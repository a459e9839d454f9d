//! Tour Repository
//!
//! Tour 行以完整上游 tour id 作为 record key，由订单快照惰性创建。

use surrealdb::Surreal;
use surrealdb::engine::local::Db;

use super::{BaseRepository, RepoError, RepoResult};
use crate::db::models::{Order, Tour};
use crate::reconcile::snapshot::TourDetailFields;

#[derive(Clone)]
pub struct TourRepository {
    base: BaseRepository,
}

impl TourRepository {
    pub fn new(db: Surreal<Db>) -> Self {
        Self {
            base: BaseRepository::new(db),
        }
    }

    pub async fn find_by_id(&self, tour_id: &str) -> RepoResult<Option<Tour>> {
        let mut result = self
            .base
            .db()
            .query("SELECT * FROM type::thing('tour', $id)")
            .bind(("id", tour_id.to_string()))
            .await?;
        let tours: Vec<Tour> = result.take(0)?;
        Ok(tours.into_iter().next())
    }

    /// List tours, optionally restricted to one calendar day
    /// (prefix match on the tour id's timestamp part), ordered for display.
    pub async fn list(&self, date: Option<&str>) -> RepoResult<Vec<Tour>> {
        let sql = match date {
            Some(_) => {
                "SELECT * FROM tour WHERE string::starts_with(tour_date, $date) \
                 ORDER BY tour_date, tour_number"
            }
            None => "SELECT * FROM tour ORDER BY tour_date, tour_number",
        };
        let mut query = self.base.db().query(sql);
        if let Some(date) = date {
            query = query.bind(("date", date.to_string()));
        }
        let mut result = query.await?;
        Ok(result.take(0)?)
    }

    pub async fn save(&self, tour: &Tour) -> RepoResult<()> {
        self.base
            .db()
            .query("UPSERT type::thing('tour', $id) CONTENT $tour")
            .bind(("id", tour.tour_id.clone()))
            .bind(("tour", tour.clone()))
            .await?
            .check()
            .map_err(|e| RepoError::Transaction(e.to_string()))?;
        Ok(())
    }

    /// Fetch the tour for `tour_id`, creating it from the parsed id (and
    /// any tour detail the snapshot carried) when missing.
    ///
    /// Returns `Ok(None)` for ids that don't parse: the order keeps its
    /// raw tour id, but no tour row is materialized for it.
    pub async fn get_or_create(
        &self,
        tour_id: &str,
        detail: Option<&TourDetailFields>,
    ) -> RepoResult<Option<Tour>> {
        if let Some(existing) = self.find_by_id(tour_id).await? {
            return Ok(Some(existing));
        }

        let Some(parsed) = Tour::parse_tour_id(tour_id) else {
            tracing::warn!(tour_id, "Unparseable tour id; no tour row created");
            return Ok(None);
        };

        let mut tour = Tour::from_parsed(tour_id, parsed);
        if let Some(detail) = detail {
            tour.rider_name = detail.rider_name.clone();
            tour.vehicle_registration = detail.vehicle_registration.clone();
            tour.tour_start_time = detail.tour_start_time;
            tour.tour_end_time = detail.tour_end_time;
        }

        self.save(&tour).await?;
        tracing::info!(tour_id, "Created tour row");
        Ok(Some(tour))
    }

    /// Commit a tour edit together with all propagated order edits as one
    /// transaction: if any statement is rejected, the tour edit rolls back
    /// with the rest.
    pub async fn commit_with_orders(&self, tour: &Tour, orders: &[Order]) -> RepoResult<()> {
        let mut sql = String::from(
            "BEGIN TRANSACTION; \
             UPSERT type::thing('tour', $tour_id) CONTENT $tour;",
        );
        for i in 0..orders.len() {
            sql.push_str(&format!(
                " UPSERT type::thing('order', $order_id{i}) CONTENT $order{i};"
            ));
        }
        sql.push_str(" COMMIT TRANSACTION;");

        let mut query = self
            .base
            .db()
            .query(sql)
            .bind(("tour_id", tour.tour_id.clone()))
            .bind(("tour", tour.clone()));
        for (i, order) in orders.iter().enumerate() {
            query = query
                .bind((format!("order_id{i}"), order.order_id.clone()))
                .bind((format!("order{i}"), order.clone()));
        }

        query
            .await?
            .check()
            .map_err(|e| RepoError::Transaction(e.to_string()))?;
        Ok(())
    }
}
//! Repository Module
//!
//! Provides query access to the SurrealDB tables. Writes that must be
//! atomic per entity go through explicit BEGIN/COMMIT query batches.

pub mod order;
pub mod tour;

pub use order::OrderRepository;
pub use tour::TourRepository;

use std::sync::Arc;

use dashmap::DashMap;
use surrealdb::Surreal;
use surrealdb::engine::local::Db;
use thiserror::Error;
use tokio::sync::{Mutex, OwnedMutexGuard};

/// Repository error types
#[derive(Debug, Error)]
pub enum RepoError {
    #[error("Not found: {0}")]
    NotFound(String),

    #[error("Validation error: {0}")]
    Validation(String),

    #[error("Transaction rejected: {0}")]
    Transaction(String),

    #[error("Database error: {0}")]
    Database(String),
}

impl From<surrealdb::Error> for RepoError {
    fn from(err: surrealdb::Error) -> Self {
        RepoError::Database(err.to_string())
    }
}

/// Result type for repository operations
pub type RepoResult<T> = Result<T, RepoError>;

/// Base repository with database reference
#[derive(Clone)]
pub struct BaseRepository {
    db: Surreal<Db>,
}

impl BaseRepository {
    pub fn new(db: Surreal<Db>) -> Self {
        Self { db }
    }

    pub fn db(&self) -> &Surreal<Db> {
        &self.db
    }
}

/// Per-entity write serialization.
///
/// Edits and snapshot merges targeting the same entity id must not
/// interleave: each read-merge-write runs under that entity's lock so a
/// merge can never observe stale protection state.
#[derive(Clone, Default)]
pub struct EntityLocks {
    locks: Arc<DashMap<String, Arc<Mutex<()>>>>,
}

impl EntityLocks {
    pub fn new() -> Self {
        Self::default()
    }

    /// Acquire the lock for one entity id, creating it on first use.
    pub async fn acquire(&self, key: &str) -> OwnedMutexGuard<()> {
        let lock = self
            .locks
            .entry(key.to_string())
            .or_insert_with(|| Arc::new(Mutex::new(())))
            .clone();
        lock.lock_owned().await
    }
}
================================
(Work required) In the lines above, find the word "BEGIN" and copy each line that contains it.

(Task output)
            "BEGIN TRANSACTION; \
//! atomic per entity go through explicit BEGIN/COMMIT query batches.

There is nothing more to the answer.